By Josh Redd, DC on October 29, 2016
You probably know someone who is gluten-free and avoiding wheat and wheat-like grains for better health. Gluten-free products have exploded on grocery store shelves.
But new research shows gluten may not be the only source in wheat triggering an immune reaction.
A family of proteins called amylase-trypsin inhibitors, or ATIs only make up four percent of wheat proteins, but they have been shown to trigger powerful immune reactions. This inflammation can spread from the gut to other tissues in the body, such as the lymph nodes, kidneys, spleen, and even the brain.
ATIs also inflame existing chronic conditions, including multiple sclerosis, asthma, rheumatoid arthritis, non-alcohol fatty liver disease, lupus, and inflammatory bowel disease.
ATIs lead to the development of gluten sensitivity.

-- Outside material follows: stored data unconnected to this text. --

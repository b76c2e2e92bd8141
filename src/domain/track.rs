use std::fmt;

/// A track read from the playlist being exported. Its identity is its
/// position in that playlist.
#[derive(Debug, Clone, PartialEq, Eq)]
pub struct SourceTrack {
    pub artist: String,
    pub title: String,
    pub album: Option<String>,
    pub duration_seconds: Option<u32>,
}

impl SourceTrack {
    pub fn new(artist: impl Into<String>, title: impl Into<String>) -> Self {
        Self {
            artist: artist.into(),
            title: title.into(),
            album: None,
            duration_seconds: None,
        }
    }

    pub fn with_album(mut self, album: impl Into<String>) -> Self {
        self.album = Some(album.into());
        self
    }

    pub fn with_duration(mut self, seconds: u32) -> Self {
        self.duration_seconds = Some(seconds);
        self
    }
}

impl fmt::Display for SourceTrack {
    fn fmt(&self, f: &mut fmt::Formatter<'_>) -> fmt::Result {
        write!(f, "{} - {}", self.artist, self.title)
    }
}

/// A destination search hit. `id` is opaque to the matcher.
#[derive(Debug, Clone, PartialEq, Eq)]
pub struct Candidate {
    pub id: String,
    pub artist: String,
    pub title: String,
    pub album: Option<String>,
    pub duration_seconds: Option<u32>,
}

impl fmt::Display for Candidate {
    fn fmt(&self, f: &mut fmt::Formatter<'_>) -> fmt::Result {
        write!(f, "{} - {} [{}]", self.artist, self.title, self.id)
    }
}

#[derive(Debug, Clone)]
pub struct SourcePlaylist {
    pub name: String,
    pub tracks: Vec<SourceTrack>,
}

pub fn format_duration(seconds: u32) -> String {
    format!("{}:{:02}", seconds / 60, seconds % 60)
}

Research is not entirely clear on how much of a role ATIs play in inflammation compared to gluten. Also, previous research shows that people react to several different types of gluten, as well as lectins and agglutinin. Alpha gliadin, the compound the word "gluten" refers to, is only one of many proteins in wheat that can cause symptoms associated with inflammation and autoimmunity.
Understanding wheat sensitivity
Celiac disease, an autoimmune condition, was once the only recognized immune reaction to wheat. Celiac disease affects a small percent of the population and diagnosis is medically invasive.
However, in the face of increasing scientific evidence and clinical outcomes, mainstream medicine is beginning to accept non-celiac gluten sensitivity. The sheer numbers of people who feel and function better on a gluten-free diet has made gluten sensitivity impossible to deny.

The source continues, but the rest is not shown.